The album features a synthesizer-heavy retro pop sound inspired by the 1980s and late 1970s, with comparisons drawn to Depeche Mode, Joy Division, Cocteau Twins, Blondie, Vince Clarke, Kate Bush, Madonna, Kraftwerk, A-ha, the Human League, the B-52s, and Talking Heads. Synth-pop features prominently on songs like "Weird World", "Truly Dreams", "John and Jonathan", while "Hardware Software" and "Truly Dreams" explore new wave and disco, respectively.

==Critical reception==

Upon release, Girl with No Face was met with acclaim from music critics. At Metacritic, which assigns a normalised rating out of 100 to reviews from mainstream critics, the album has an average score of 85, based on seven reviews, indicating "universal acclaim".
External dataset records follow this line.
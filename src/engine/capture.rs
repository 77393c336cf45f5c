//! Recording sessions: Idle → Recording → Idle.
//!
//! The input device delivers samples on its own thread into a lock-free
//! ring. The recorder drains that ring on the control thread and packs the
//! samples into fixed-size chunks, appended strictly in arrival order. On
//! stop the chunks are concatenated into one mono buffer.

use tracing::{info, warn};

use crate::{
    backend::CaptureDevice,
    buffer::AudioBuffer,
    engine::track::TrackId,
    error::{EngineError, Result},
};

/// What a finished session produced.
pub struct Take {
    pub track: TrackId,
    pub buffer: AudioBuffer,
    /// Samples the device could not hand over in time.
    pub dropped: usize,
}

struct Session {
    track: TrackId,
    device: Box<dyn CaptureDevice>,
    chunks: Vec<Vec<f32>>,
    current: Vec<f32>,
    fresh: Vec<f32>,
    captured: usize,
}

pub struct Recorder {
    chunk_frames: usize,
    session: Option<Session>,
}

impl Recorder {
    pub fn new(chunk_frames: usize) -> Self {
        Self {
            chunk_frames: chunk_frames.max(1),
            session: None,
        }
    }

    pub fn is_recording(&self) -> bool {
        self.session.is_some()
    }

    /// Track the active session records into.
    pub fn track(&self) -> Option<TrackId> {
        self.session.as_ref().map(|s| s.track)
    }

    /// Begin a session on an already opened device.
    pub fn start(&mut self, track: TrackId, mut device: Box<dyn CaptureDevice>) -> Result<()> {
        if self.session.is_some() {
            return Err(EngineError::AlreadyRecording);
        }
        if device.sample_rate() == 0 {
            device.close();
            return Err(EngineError::DeviceUnavailable(
                "input device reports a zero sample rate".into(),
            ));
        }
        info!(track = %track, sample_rate = device.sample_rate(), "recording started");
        self.session = Some(Session {
            track,
            device,
            chunks: Vec::new(),
            current: Vec::with_capacity(self.chunk_frames),
            fresh: Vec::with_capacity(self.chunk_frames),
            captured: 0,
        });
        Ok(())
    }

    /// Move everything the device has delivered into the chunk list.
    ///
    /// Returns the samples that arrived since the last poll, for live
    /// metering. Empty when idle.
    pub fn poll(&mut self) -> &[f32] {
        let chunk_frames = self.chunk_frames;
        let Some(session) = self.session.as_mut() else {
            return &[];
        };
        session.fresh.clear();
        session.device.read_available(&mut session.fresh);
        session.captured += session.fresh.len();

        let mut rest = session.fresh.as_slice();
        while !rest.is_empty() {
            let room = chunk_frames - session.current.len();
            let (head, tail) = rest.split_at(room.min(rest.len()));
            session.current.extend_from_slice(head);
            if session.current.len() == chunk_frames {
                let full =
                    std::mem::replace(&mut session.current, Vec::with_capacity(chunk_frames));
                session.chunks.push(full);
            }
            rest = tail;
        }
        &session.fresh
    }

    /// Whether the device reported a fault (unplugged, stream error).
    pub fn is_faulted(&self) -> bool {
        self.session
            .as_ref()
            .is_some_and(|s| s.device.is_faulted())
    }

    /// Seconds captured so far in the active session.
    pub fn elapsed(&self) -> f64 {
        self.session.as_ref().map_or(0.0, |s| {
            s.captured as f64 / s.device.sample_rate() as f64
        })
    }

    /// End the session and assemble its buffer. `None` when idle.
    pub fn stop(&mut self) -> Option<Take> {
        self.poll();
        let mut session = self.session.take()?;
        session.device.close();

        let dropped = session.device.dropped_samples();
        if dropped > 0 {
            warn!(track = %session.track, dropped, "capture ring overflowed");
        }

        let mut samples = Vec::with_capacity(session.captured);
        for chunk in session.chunks.drain(..) {
            samples.extend_from_slice(&chunk);
        }
        samples.extend_from_slice(&session.current);

        let buffer = AudioBuffer::from_mono(samples, session.device.sample_rate());
        info!(
            track = %session.track,
            duration = buffer.duration(),
            "recording stopped"
        );
        Some(Take {
            track: session.track,
            buffer,
            dropped,
        })
    }

    /// Drop the active session and its samples.
    pub fn cancel(&mut self) {
        if let Some(mut session) = self.session.take() {
            session.device.close();
            info!(track = %session.track, "recording cancelled");
        }
    }
}

impl Drop for Recorder {
    fn drop(&mut self) {
        if let Some(session) = self.session.as_mut() {
            session.device.close();
        }
    }
}

#[cfg(test)]
mod tests {
    use super::*;
    use crate::backend::capture_ring;

    #[test]
    fn chunks_concatenate_in_order() {
        let (mut input, device) = capture_ring(8_000, 1024);
        let mut recorder = Recorder::new(4);
        recorder.start(TrackId::from_raw(0), Box::new(device)).unwrap();

        let a: Vec<f32> = (0..5).map(|i| i as f32).collect();
        let b: Vec<f32> = (5..11).map(|i| i as f32).collect();
        let c: Vec<f32> = (11..14).map(|i| i as f32).collect();
        input.push(&a);
        assert_eq!(recorder.poll(), a.as_slice());
        input.push(&b);
        recorder.poll();
        input.push(&c);

        let take = recorder.stop().unwrap();
        let expected: Vec<f32> = a.iter().chain(&b).chain(&c).copied().collect();
        assert_eq!(take.buffer.channel(0), expected.as_slice());
        assert_eq!(take.buffer.sample_rate(), 8_000);
        assert_eq!(take.buffer.num_channels(), 1);
        assert!(!recorder.is_recording());
    }

    #[test]
    fn second_start_is_rejected() {
        let (_input, first) = capture_ring(8_000, 16);
        let (_other, second) = capture_ring(8_000, 16);
        let mut recorder = Recorder::new(4);
        recorder.start(TrackId::from_raw(0), Box::new(first)).unwrap();
        assert!(matches!(
            recorder.start(TrackId::from_raw(1), Box::new(second)),
            Err(EngineError::AlreadyRecording)
        ));
        assert_eq!(recorder.track(), Some(TrackId::from_raw(0)));
    }

    #[test]
    fn rateless_device_is_refused_and_closed() {
        let (input, device) = capture_ring(0, 16);
        let mut recorder = Recorder::new(4);
        assert!(matches!(
            recorder.start(TrackId::from_raw(0), Box::new(device)),
            Err(EngineError::DeviceUnavailable(_))
        ));
        assert!(!recorder.is_recording());
        assert!(input.is_closed());
    }

    #[test]
    fn stop_while_idle_is_none() {
        let mut recorder = Recorder::new(4);
        assert!(recorder.stop().is_none());
        assert!(recorder.poll().is_empty());
    }

    #[test]
    fn stop_closes_the_device() {
        let (input, device) = capture_ring(8_000, 16);
        let mut recorder = Recorder::new(4);
        recorder.start(TrackId::from_raw(0), Box::new(device)).unwrap();
        assert!(!input.is_closed());
        recorder.stop();
        assert!(input.is_closed());
    }

    #[test]
    fn elapsed_counts_captured_samples() {
        let (mut input, device) = capture_ring(100, 1024);
        let mut recorder = Recorder::new(64);
        recorder.start(TrackId::from_raw(0), Box::new(device)).unwrap();
        input.push(&[0.0; 150]);
        recorder.poll();
        assert!((recorder.elapsed() - 1.5).abs() < 1e-9);
    }

    #[test]
    fn overflow_is_counted() {
        let (mut input, device) = capture_ring(100, 4);
        let mut recorder = Recorder::new(2);
        recorder.start(TrackId::from_raw(0), Box::new(device)).unwrap();
        input.push(&[1.0; 10]);
        let take = recorder.stop().unwrap();
        assert_eq!(take.buffer.frames(), 4);
        assert_eq!(take.dropped, 6);
    }
}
Reviewing the album for AllMusic, Neil Z. Yeung declared that the album was, "Heavy on the '80s influence, it's both nostalgic and futuristic, placing Allie X into the sonic tradition that she used for inspiration. A revelatory experience that's somehow been hidden within her all these years, Girl with No Face is a bold reclamation of artistic self from a thrilling pop auteur." DIY writer Otis Robinson described the album as, "Like a thespian Transylvanian vampire in leathery gay bars, on third album Girl with No Face, Allie X careens through ghoulish '80s glam rock, weaving together sounds of the analogue, the synthetic and the theatrical: an energetic retrospection to digest all the mundane, vulgar, maddening and unsettling future contemporaneity she faces". Tom Kingsley of The Line of Best Fit praised the albums retro 80s sound, writing that "Pastiche is a risk for many artists, but for Hughes it's an opportunity, giving her unsettling, shape-shifting persona full command" and that, "if Cape God felt like Hughes beginning to create her own universe, Girl with No Face marks her apotheosis as her deity."

In the review for Slant Magazine, Dana Poland compared the album to Hughes' previous releases: "Almost every song on Girl with No Face was written and produced by Hughes, and this creative autonomy gives the album a personal touch that past releases like 2017's CollXtion II lacked. The songs here are imbued with an obvious newfound strength and confidence.

The album was a longlisted nominee for the 2024 Polaris Music Prize.

Professional ratings
Aggregate scores
| Source | Rating |
| Metacritic | 85/100 |
Review scores
| Source | Rating |
| AllMusic | Star Half star |
| DIY | Star |
| The Line of Best Fit | 9/10 |
| Slant Magazine | Star Half star |

==Track listing==
Credits adapted from Apple Music.

Notes
- On physical copies of the album, "Hardware Software" is stylized as "Hardware/Software".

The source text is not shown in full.